Figure 4. Impaired phagocytosis of UMA leads to the formation of nsMSU with NET-inducing potential.

Figure 4

(a) In the absence of phagocytes, nsMSU developed in hyperuricemic serum. (b) Ingestion by neutrophils of huge amounts of UMA and nsMSU (left panels) caused moderate and substantial hypercitrullination of histone H3 in cultured granulocytes (right panels, white arrows), respectively. (c) Citrullination of histone H3 (left panel) and release of DNA (middle panel) preferentially occurred in response to nsMSU, whereas ROS production was significantly higher in response to both UMA as well as nsMSU (right panel). Scale bars: 30 μm (inserts: 10 μm). ***p < 0.001, *p < 0.05.

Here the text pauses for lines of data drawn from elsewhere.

//! Literal-aware text scanning helpers
//!
//! Every heuristic pass in the crate works on raw text rather than tokens, so
//! they all need the same few primitives: skipping over string and character
//! literals, finding the partner of a bracket, splitting on a separator only at
//! the top nesting level, and cutting a method body into statement segments.
//!
//! All delimiters recognised here are ASCII, so scanning is done over bytes and
//! every returned index is a valid `str` char boundary.

/// Returns true if `c` may start an identifier.
pub fn is_ident_start(c: char) -> bool {
    c.is_ascii_alphabetic() || c == '_' || c == '$'
}

/// Returns true if `c` may continue an identifier.
pub fn is_ident_char(c: char) -> bool {
    c.is_ascii_alphanumeric() || c == '_' || c == '$'
}

/// Returns true if the whole of `s` is a single identifier.
pub fn is_identifier(s: &str) -> bool {
    let mut chars = s.chars();
    match chars.next() {
        Some(c) if is_ident_start(c) => chars.all(is_ident_char),
        _ => false,
    }
}

/// Given `start` pointing at an opening `"` or `'`, returns the index just past
/// the closing quote. Unterminated literals run to the end of the line.
pub fn literal_end(bytes: &[u8], start: usize) -> usize {
    let quote = bytes[start];
    let mut i = start + 1;
    while i < bytes.len() {
        match bytes[i] {
            b'\\' => i += 2,
            b'\n' => return i,
            b if b == quote => return i + 1,
            _ => i += 1,
        }
    }
    bytes.len()
}

/// Replaces the contents of string and character literals with spaces.
///
/// Quotes are kept and byte offsets are preserved, so indices found in the
/// masked text can be used to slice the original.
pub fn mask_literals(text: &str) -> String {
    let bytes = text.as_bytes();
    let mut out = String::with_capacity(text.len());
    let mut i = 0;
    let mut copied = 0;
    while i < bytes.len() {
        if bytes[i] == b'"' || bytes[i] == b'\'' {
            let end = literal_end(bytes, i);
            out.push_str(&text[copied..=i]);
            let close = if end > i + 1 && bytes[end - 1] == bytes[i] {
                end - 1
            } else {
                end
            };
            out.extend(std::iter::repeat(' ').take(close - (i + 1)));
            out.push_str(&text[close..end]);
            copied = end;
            i = end;
        } else {
            i += 1;
        }
    }
    out.push_str(&text[copied..]);
    out
}

/// Finds the bracket that closes the one at `open`, skipping literals.
pub fn find_matching(text: &str, open: usize) -> Option<usize> {
    let bytes = text.as_bytes();
    let (open_b, close_b) = match bytes.get(open)? {
        b'{' => (b'{', b'}'),
        b'(' => (b'(', b')'),
        b'[' => (b'[', b']'),
        b'<' => (b'<', b'>'),
        _ => return None,
    };
    let mut depth = 0usize;
    let mut i = open;
    while i < bytes.len() {
        let b = bytes[i];
        if b == b'"' || b == b'\'' {
            i = literal_end(bytes, i);
            continue;
        }
        if b == open_b {
            depth += 1;
        } else if b == close_b {
            depth -= 1;
            if depth == 0 {
                return Some(i);
            }
        }
        i += 1;
    }
    None
}

/// 1-based line number of byte offset `idx`.
pub fn line_of(text: &str, idx: usize) -> usize {
    text.as_bytes()[..idx.min(text.len())]
        .iter()
        .filter(|&&b| b == b'\n')
        .count()
        + 1
}

/// Byte offsets of every whole-word occurrence of `word` outside literals.
pub fn word_positions(text: &str, word: &str) -> Vec<usize> {
    let masked = mask_literals(text);
    let mut found = Vec::new();
    let mut from = 0;
    while let Some(rel) = masked[from..].find(word) {
        let at = from + rel;
        let before = masked[..at].chars().next_back();
        let after = masked[at + word.len()..].chars().next();
        if !before.is_some_and(is_ident_char) && !after.is_some_and(is_ident_char) {
            found.push(at);
        }
        from = at + word.len();
    }
    found
}

/// Reads the identifier starting at `start` (if any).
pub fn ident_at(text: &str, start: usize) -> Option<&str> {
    let rest = text.get(start..)?;
    let mut chars = rest.char_indices();
    match chars.next() {
        Some((_, c)) if is_ident_start(c) => {}
        _ => return None,
    }
    let end = rest
        .char_indices()
        .find(|&(_, c)| !is_ident_char(c))
        .map(|(i, _)| i)
        .unwrap_or(rest.len());
    Some(&rest[..end])
}

/// Skips ASCII whitespace forwards from `i`.
pub fn skip_ws(text: &str, mut i: usize) -> usize {
    let bytes = text.as_bytes();
    while i < bytes.len() && bytes[i].is_ascii_whitespace() {
        i += 1;
    }
    i
}

/// Splits `text` on `sep` wherever it appears outside literals and brackets.
pub fn split_top_level(text: &str, sep: u8) -> Vec<&str> {
    let bytes = text.as_bytes();
    let mut parts = Vec::new();
    let mut depth = 0i32;
    let mut start = 0;
    let mut i = 0;
    while i < bytes.len() {
        match bytes[i] {
            b'"' | b'\'' => {
                i = literal_end(bytes, i);
                continue;
            }
            b'(' | b'[' | b'{' => depth += 1,
            b')' | b']' | b'}' => depth -= 1,
            b if b == sep && depth == 0 => {
                parts.push(&text[start..i]);
                start = i + 1;
            }
            _ => {}
        }
        i += 1;
    }
    parts.push(&text[start..]);
    parts
}

/// Shape of a statement segment.
#[derive(Debug, Clone, Copy, PartialEq, Eq)]
pub enum SegmentKind {
    /// Text terminated by `;` (or by the end of the body).
    Statement,
    /// Text terminated by `{`; the text is the block header (possibly empty).
    BlockOpen,
    /// A lone `}`.
    BlockClose,
}

/// One statement-sized piece of a method body.
#[derive(Debug, Clone, PartialEq, Eq)]
pub struct Segment {
    pub text: String,
    pub line: usize,
    pub kind: SegmentKind,
}

/// Cuts `body` into statement segments at top-level `;`, `{` and `}`.
///
/// Semicolons inside parentheses (the header of a `for`) do not split.
/// `first_line` is the source line on which `body` starts.
pub fn segments(body: &str, first_line: usize) -> Vec<Segment> {
    let bytes = body.as_bytes();
    let mut out = Vec::new();
    let mut parens = 0i32;
    let mut start = 0;
    let mut line = first_line;
    let mut seg_line = first_line;
    let mut pending = false;
    let mut i = 0;

    let push = |out: &mut Vec<Segment>, text: &str, line: usize, kind: SegmentKind| {
        let text = text.trim();
        if kind == SegmentKind::Statement && text.is_empty() {
            return;
        }
        out.push(Segment {
            text: text.to_string(),
            line,
            kind,
        });
    };

    while i < bytes.len() {
        let b = bytes[i];
        if !pending && !b.is_ascii_whitespace() {
            pending = true;
            seg_line = line;
        }
        match b {
            b'\n' => line += 1,
            b'"' | b'\'' => {
                i = literal_end(bytes, i);
                continue;
            }
            b'(' => parens += 1,
            b')' => parens -= 1,
            b';' if parens <= 0 => {
                push(&mut out, &body[start..i], seg_line, SegmentKind::Statement);
                start = i + 1;
                pending = false;
            }
            b'{' if parens <= 0 => {
                push(&mut out, &body[start..i], seg_line, SegmentKind::BlockOpen);
                start = i + 1;
                pending = false;
            }
            b'}' if parens <= 0 => {
                push(&mut out, &body[start..i], seg_line, SegmentKind::Statement);
                push(&mut out, "}", line, SegmentKind::BlockClose);
                start = i + 1;
                pending = false;
            }
            _ => {}
        }
        i += 1;
    }
    push(&mut out, &body[start..], seg_line, SegmentKind::Statement);
    out
}
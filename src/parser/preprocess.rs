//! Comment stripping
//!
//! [`strip`] removes `//` and `/* ... */` comments in a single forward scan
//! that tracks whether it is inside a string or character literal, so that
//! comment-like text inside literals survives untouched. Newlines inside block
//! comments are kept so line numbers in the cleaned text match the original.

use super::scan::literal_end;

/// The subject program: raw text plus its comment-stripped copy.
#[derive(Debug, Clone, PartialEq, Eq)]
pub struct SourceUnit {
    pub raw: String,
    pub cleaned: String,
}

impl SourceUnit {
    pub fn new(raw: &str) -> Self {
        SourceUnit {
            raw: raw.to_string(),
            cleaned: strip(raw),
        }
    }
}

/// Remove comments from `source`.
///
/// Never fails: an unterminated block comment swallows the rest of the input.
pub fn strip(source: &str) -> String {
    let bytes = source.as_bytes();
    let mut out = String::with_capacity(source.len());
    let mut copied = 0;
    let mut i = 0;

    while i < bytes.len() {
        match bytes[i] {
            b'"' | b'\'' => {
                i = literal_end(bytes, i);
            }
            b'/' if bytes.get(i + 1) == Some(&b'/') => {
                out.push_str(&source[copied..i]);
                let end = source[i..].find('\n').map(|n| i + n).unwrap_or(bytes.len());
                copied = end;
                i = end;
            }
            b'/' if bytes.get(i + 1) == Some(&b'*') => {
                out.push_str(&source[copied..i]);
                match source[i + 2..].find("*/") {
                    Some(n) => {
                        let end = i + 2 + n + 2;
                        let newlines = source[i..end].matches('\n').count();
                        out.extend(std::iter::repeat('\n').take(newlines));
                        copied = end;
                        i = end;
                    }
                    None => {
                        tracing::debug!(offset = i, "unterminated block comment, truncating");
                        return out;
                    }
                }
            }
            _ => i += 1,
        }
    }
    out.push_str(&source[copied..]);
    out
}
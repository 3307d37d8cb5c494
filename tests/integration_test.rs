// End-to-end tests for the validate-then-simulate pipeline

use javasim::compile_and_run;

/// Wrap `body` in a `Main` class with a canonical `main`
fn program(body: &str) -> String {
    format!(
        "public class Main {{\n    public static void main(String[] args) {{\n{}\n    }}\n}}\n",
        body
    )
}

#[test]
fn test_single_line_program() {
    let result = compile_and_run(
        r#"public class Main { public static void main(String[] args) { int x = 5; System.out.println("Value: " + x); } }"#,
    );

    assert!(result.success, "{}", result.message);
    assert_eq!(result.message, "Compilation successful");
    assert_eq!(result.output, "Value: 5\n");
}

#[test]
fn test_unbalanced_braces_fail() {
    let result = compile_and_run(
        r#"public class Main { public static void main(String[] args) { int x = 1; }"#,
    );

    assert!(!result.success);
    assert!(
        result.message.contains("Unbalanced curly braces"),
        "{}",
        result.message
    );
    assert!(result.output.is_empty());
}

#[test]
fn test_missing_type_declaration_fails() {
    let result = compile_and_run("int x = 5;\nSystem.out.println(x);\n");

    assert!(!result.success);
    assert!(result
        .message
        .contains("No class, interface, or enum declaration found"));
    assert!(result.output.is_empty());
}

#[test]
fn test_bad_main_signature_fails() {
    let result = compile_and_run(
        "public class Main {\n    static void main(String[] args) {\n        System.out.println(1);\n    }\n}\n",
    );

    assert!(!result.success);
    assert!(result.message.contains("Invalid main method signature"));
}

#[test]
fn test_repeated_runs_are_independent() {
    let source = program(
        "        int total = 10;\n        total += 5;\n        System.out.println(total);",
    );

    let first = compile_and_run(&source);
    let second = compile_and_run(&source);

    assert_eq!(first, second);
    assert_eq!(first.output, "15\n");
}

#[test]
fn test_compound_assignment_and_increment() {
    let result = compile_and_run(&program(
        "        int total = 10;\n        total += 5;\n        total -= 3;\n        total *= 2;\n        total++;\n        System.out.println(total);",
    ));

    assert!(result.success, "{}", result.message);
    assert_eq!(result.output, "25\n");
}

#[test]
fn test_print_and_println_share_a_line() {
    let result = compile_and_run(&program(
        "        System.out.print(\"a\");\n        System.out.print(\"b\");\n        System.out.println();\n        System.out.println(\"c\");",
    ));

    assert_eq!(result.output, "ab\nc\n");
}

#[test]
fn test_infinite_for_loop_is_capped() {
    let result = compile_and_run(&program("        for (;;) {\n        }"));

    assert!(result.success, "{}", result.message);
    let lines: Vec<&str> = result.output.lines().collect();
    assert_eq!(lines.len(), 1000);
    assert_eq!(lines[0], "Loop iteration 1");
    assert_eq!(lines[999], "Loop iteration 1000");
}

#[test]
fn test_static_methods_and_qualified_calls() {
    let source = r#"public class Main {
    static int square(int n) {
        return n * n;
    }

    static void show(String label, int value) {
        System.out.println(label + ": " + value);
    }

    public static void main(String[] args) {
        int a = square(3);
        show("square", a);
        show("qualified", Main.square(4) + 1);
    }
}
"#;
    let result = compile_and_run(source);

    assert!(result.success, "{}", result.message);
    assert_eq!(result.output, "square: 9\nqualified: 17\n");
}

#[test]
fn test_assignment_in_callee_shadows_static_field() {
    let source = r#"public class Main {
    static int count = 1;

    static void bump() {
        count = 5;
        System.out.println(count);
    }

    public static void main(String[] args) {
        bump();
        System.out.println(count);
    }
}
"#;
    let result = compile_and_run(source);

    assert!(result.success, "{}", result.message);
    assert_eq!(result.output, "5\n1\n");
}

#[test]
fn test_if_header_is_traced_not_executed() {
    let result = compile_and_run(&program(
        "        int x = 3;\n        if (x == 3) {\n            System.out.println(\"inside\");\n        }\n        System.out.println(\"after\");",
    ));

    assert_eq!(
        result.output,
        "If condition (x == 3) evaluated to true\nafter\n"
    );
}

#[test]
fn test_runtime_error_keeps_partial_output() {
    let source = r#"public class Main {
    static int down(int n) {
        return down(n - 1);
    }

    public static void main(String[] args) {
        System.out.println("start");
        down(5);
        System.out.println("never");
    }
}
"#;
    let result = compile_and_run(source);

    assert!(!result.success);
    assert!(
        result
            .message
            .starts_with("Runtime error: Call depth limit of 64 exceeded"),
        "{}",
        result.message
    );
    assert_eq!(result.output, "start\n");
}

#[test]
fn test_warnings_do_not_block_execution() {
    let source = r#"import java.util.Scanner;

public class Main {
    public static void main(String[] args) {
        int Total = 2;
        System.out.println(Total);
    }
}
"#;
    let result = compile_and_run(source);

    assert!(result.success);
    assert_eq!(result.diagnostics.warnings.len(), 2);
    assert!(result.message.contains("Line 1: Unused import 'java.util.Scanner'"));
    assert!(result
        .message
        .contains("Line 5: Variable 'Total' should start with a lowercase letter (camelCase)"));
    assert_eq!(result.output, "2\n");
}

#[test]
fn test_comments_are_ignored() {
    let source = r#"public class Main {
    /* block comment with "quotes" and { braces */
    public static void main(String[] args) {
        // System.out.println("hidden");
        System.out.println("shown // not a comment");
    }
}
"#;
    let result = compile_and_run(source);

    assert!(result.success, "{}", result.message);
    assert_eq!(result.output, "shown // not a comment\n");
}

#[test]
fn test_long_expressions_return_a_result() {
    let sum = vec!["(1)"; 5000].join(" + ");
    let result = compile_and_run(&program(&format!("        System.out.println({});", sum)));
    assert!(result.success, "{}", result.message);
    assert_eq!(result.output, "5000\n");

    let nested = format!("{}1{}", "(".repeat(5000), ")".repeat(5000));
    let result = compile_and_run(&program(&format!("        System.out.println({});", nested)));
    assert!(result.success, "{}", result.message);
    assert_eq!(result.output, format!("{}\n", nested));
}
// Service exports
pub mod cache;
pub mod prefs_file;

pub use cache::{CacheError, CacheKey, CacheStats, ResultCache};
pub use prefs_file::{parse_blacklist, parse_preferences, read_blacklist, read_preferences};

Intravenously injected UMA end up in the spleen and liver

When we injected 1 mg UMA intravenously in the tail vein of Balb/c mice, we observed the crystals ended up within the sinusoids of the liver and in the marginal zones of the spleen, whereas the heart and kidneys contained no UMA (Fig. 5a). Blood smears from these mice did not contain UMA either (not shown). Only a few UMA were observed within the lungs (Fig. 5b), which appeared a bit larger in size than regular UMA. The observation that the lungs, which are the first organs to pass after injecting UMA in the tail vein, contained very little UMA implies that UMA are cleared from the circulation by specific organs, i.e. the spleen and the liver. Experiments with nsMSU could not be performed in vivo since these crystals caused sudden death in pilot experiments. Therefore, we studied nsMSU under condition of flow in vitro.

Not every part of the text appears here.